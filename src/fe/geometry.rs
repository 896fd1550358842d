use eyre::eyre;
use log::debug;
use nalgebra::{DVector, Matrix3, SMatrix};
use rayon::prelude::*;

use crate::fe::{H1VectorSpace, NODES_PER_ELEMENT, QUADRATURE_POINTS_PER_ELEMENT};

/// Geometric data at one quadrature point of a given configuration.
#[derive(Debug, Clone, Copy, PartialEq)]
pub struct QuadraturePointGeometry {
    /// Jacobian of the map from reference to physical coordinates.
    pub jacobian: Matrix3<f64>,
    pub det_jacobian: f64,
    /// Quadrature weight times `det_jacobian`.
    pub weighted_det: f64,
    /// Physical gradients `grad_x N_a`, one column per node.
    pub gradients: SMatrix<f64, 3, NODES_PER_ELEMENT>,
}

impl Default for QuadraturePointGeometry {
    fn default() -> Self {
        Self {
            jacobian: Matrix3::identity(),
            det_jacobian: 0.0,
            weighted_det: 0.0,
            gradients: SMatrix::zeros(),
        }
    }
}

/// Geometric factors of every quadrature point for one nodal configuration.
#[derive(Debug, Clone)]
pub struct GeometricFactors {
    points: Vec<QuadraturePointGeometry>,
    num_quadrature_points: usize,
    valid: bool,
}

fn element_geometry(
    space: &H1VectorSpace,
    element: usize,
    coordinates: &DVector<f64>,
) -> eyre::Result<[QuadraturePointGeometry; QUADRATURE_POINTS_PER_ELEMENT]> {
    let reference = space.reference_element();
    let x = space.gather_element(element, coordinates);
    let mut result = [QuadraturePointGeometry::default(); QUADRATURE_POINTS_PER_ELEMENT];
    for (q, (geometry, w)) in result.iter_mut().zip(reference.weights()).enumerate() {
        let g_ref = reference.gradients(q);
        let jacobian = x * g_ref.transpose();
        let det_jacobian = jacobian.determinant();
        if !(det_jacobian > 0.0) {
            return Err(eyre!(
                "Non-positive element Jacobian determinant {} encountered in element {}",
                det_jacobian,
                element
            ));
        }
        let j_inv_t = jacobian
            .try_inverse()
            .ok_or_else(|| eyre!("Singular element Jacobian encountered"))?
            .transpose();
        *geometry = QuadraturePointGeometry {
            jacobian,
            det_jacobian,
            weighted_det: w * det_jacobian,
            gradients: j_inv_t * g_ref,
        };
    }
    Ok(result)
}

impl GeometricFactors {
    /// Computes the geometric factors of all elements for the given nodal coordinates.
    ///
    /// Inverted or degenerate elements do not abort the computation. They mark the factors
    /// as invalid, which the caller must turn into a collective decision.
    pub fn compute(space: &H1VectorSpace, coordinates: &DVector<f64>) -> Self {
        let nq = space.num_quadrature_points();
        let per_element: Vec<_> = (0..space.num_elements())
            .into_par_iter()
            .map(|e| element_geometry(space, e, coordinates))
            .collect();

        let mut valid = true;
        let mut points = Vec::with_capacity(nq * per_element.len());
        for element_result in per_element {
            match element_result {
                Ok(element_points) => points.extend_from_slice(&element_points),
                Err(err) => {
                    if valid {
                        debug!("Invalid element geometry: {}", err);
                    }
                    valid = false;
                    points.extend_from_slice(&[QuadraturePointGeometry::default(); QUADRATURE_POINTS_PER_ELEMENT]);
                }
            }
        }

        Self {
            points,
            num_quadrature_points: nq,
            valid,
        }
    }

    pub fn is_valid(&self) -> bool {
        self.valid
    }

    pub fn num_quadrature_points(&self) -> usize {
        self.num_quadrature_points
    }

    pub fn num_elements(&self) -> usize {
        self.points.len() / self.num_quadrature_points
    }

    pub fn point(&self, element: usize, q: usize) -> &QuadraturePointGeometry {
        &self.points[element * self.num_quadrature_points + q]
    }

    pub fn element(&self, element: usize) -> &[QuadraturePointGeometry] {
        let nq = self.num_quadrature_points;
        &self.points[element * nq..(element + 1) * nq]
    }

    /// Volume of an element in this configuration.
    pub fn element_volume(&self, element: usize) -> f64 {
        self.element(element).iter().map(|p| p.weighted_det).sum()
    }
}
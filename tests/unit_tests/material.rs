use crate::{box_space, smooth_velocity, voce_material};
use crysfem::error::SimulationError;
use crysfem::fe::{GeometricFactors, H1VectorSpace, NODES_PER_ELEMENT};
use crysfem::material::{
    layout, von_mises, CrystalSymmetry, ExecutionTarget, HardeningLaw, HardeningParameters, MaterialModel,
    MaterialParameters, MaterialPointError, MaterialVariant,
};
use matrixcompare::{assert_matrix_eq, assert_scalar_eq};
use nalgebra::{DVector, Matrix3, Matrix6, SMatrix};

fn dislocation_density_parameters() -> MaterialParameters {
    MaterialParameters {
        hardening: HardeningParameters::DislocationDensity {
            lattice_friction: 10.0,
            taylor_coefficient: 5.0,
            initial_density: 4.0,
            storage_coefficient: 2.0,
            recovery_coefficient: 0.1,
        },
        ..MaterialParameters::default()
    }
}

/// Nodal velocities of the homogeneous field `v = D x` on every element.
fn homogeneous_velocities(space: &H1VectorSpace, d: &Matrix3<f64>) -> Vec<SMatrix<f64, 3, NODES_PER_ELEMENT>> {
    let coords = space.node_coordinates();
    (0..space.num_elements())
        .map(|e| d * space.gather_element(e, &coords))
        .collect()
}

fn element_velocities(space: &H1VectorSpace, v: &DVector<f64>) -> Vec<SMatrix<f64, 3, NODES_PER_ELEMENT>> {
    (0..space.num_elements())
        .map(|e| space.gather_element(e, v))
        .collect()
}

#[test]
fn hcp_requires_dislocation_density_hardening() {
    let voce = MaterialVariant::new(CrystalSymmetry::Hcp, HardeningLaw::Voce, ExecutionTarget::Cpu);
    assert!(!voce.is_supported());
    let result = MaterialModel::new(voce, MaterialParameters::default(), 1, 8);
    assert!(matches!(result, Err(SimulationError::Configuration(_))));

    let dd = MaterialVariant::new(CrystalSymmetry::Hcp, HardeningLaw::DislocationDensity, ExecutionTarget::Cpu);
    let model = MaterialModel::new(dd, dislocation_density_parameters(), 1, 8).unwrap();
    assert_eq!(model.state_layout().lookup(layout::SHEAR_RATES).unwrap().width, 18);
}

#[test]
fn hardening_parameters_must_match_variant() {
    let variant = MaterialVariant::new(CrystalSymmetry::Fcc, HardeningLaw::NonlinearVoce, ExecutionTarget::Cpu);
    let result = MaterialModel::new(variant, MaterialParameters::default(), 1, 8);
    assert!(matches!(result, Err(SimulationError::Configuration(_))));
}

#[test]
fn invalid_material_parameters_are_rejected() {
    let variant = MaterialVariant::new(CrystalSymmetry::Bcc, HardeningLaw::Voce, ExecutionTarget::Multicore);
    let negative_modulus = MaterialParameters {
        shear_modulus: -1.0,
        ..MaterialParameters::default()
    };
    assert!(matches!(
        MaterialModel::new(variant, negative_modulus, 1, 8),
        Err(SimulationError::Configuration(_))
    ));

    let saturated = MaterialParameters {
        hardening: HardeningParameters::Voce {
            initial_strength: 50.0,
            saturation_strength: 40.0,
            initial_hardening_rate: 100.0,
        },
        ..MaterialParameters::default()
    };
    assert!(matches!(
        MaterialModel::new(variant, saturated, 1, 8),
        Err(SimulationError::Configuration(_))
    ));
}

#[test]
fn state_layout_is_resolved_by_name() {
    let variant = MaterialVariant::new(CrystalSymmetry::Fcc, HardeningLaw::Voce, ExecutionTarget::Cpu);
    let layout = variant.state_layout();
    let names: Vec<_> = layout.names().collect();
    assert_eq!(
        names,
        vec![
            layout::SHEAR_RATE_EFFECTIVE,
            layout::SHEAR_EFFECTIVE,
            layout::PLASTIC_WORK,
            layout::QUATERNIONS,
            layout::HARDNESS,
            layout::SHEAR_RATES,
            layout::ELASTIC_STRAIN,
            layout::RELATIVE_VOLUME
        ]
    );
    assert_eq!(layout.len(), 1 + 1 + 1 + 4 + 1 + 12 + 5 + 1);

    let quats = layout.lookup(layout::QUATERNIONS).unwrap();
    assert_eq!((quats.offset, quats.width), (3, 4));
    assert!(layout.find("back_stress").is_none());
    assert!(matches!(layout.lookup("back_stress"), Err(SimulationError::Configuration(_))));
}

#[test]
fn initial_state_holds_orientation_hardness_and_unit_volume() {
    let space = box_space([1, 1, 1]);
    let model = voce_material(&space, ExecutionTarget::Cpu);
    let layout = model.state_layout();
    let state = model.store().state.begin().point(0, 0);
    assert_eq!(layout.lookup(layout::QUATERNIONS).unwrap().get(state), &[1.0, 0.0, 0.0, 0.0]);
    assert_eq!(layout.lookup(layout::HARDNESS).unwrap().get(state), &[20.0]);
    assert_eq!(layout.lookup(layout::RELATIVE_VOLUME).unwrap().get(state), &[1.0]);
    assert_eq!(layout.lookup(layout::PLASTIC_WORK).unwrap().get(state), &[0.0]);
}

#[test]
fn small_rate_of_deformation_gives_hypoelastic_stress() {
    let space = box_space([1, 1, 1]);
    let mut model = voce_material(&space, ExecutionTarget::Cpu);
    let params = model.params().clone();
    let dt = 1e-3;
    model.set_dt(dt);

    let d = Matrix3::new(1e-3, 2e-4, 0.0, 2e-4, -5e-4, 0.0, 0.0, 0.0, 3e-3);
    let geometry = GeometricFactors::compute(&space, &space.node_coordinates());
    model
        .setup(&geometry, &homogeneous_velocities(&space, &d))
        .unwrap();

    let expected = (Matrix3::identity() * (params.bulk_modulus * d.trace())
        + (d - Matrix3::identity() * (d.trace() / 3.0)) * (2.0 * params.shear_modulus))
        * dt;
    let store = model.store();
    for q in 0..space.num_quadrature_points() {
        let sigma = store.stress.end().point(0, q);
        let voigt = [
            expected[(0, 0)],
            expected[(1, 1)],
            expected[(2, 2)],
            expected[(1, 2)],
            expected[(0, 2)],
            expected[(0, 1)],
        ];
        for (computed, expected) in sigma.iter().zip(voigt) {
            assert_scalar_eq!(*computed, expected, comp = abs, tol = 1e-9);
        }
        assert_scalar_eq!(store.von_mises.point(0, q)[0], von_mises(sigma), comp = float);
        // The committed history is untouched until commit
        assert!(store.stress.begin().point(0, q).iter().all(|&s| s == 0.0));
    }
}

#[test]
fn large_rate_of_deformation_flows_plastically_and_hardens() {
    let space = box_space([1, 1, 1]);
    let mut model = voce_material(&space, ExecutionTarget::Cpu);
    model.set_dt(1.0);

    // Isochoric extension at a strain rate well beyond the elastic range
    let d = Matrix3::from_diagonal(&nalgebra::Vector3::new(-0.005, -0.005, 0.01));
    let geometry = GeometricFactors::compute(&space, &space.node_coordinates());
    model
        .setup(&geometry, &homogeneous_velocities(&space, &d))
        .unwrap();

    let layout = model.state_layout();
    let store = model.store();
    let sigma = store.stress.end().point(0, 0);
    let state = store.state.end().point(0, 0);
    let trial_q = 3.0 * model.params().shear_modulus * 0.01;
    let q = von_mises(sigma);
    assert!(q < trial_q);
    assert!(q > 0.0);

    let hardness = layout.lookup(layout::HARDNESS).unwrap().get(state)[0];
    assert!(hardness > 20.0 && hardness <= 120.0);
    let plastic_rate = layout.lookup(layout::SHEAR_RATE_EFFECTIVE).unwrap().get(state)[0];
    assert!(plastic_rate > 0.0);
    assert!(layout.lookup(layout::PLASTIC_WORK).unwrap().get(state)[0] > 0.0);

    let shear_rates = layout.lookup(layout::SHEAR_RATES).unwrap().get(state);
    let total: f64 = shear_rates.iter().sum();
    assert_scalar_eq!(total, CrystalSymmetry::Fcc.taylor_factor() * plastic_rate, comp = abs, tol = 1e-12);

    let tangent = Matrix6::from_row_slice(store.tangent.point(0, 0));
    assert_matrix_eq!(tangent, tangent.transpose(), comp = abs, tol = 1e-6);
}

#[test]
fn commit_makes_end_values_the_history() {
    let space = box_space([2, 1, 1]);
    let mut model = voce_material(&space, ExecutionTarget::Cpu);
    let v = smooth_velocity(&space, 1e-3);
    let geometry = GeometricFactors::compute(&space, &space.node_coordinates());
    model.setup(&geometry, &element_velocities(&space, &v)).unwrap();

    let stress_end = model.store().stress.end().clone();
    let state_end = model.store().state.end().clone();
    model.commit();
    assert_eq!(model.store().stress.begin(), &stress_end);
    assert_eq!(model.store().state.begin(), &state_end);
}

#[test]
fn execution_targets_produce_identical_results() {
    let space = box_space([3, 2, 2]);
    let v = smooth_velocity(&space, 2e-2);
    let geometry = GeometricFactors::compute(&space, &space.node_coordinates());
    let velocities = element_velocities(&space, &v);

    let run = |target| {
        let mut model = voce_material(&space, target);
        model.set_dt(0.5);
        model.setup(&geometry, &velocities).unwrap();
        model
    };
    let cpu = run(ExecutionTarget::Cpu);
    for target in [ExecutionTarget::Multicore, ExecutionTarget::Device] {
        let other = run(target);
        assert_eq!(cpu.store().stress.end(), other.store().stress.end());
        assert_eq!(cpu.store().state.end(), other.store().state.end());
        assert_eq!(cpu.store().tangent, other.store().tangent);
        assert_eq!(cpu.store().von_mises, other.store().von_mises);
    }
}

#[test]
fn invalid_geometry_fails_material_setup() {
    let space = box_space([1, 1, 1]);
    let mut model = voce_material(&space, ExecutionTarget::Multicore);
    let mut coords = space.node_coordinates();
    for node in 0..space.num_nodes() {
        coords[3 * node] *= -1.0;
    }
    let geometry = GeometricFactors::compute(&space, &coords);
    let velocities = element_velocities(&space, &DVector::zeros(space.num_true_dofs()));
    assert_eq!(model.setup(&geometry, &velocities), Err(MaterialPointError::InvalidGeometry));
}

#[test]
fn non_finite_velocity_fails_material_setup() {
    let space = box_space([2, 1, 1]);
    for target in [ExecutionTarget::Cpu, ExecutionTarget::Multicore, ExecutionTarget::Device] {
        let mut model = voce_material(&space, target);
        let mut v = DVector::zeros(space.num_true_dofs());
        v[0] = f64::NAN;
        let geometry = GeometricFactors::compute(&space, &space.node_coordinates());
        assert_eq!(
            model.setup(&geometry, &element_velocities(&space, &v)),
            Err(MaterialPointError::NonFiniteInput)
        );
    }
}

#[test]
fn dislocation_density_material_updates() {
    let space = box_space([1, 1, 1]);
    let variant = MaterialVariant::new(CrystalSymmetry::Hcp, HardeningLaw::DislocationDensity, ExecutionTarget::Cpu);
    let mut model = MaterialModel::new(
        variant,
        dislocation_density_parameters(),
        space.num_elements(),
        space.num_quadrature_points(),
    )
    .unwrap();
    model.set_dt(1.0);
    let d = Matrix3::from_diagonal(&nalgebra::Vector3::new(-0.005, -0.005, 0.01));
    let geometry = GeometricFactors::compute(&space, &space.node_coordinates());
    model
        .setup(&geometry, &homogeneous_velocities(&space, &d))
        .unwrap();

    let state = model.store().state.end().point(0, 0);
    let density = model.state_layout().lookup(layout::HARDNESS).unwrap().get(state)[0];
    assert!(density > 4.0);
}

==============================

• **What is required**: Retype the listing above, word for word, from its first line to the line containing "a given configuration.", both ends included.

• **Expected output**:
filename src/fe/geometry.rs
repository 896fd1550358842d
use eyre::eyre;
use log::debug;
use nalgebra::{DVector, Matrix3, SMatrix};
use rayon::prelude::*;

use crate::fe::{H1VectorSpace, NODES_PER_ELEMENT, QUADRATURE_POINTS_PER_ELEMENT};

/// Geometric data at one quadrature point of a given configuration.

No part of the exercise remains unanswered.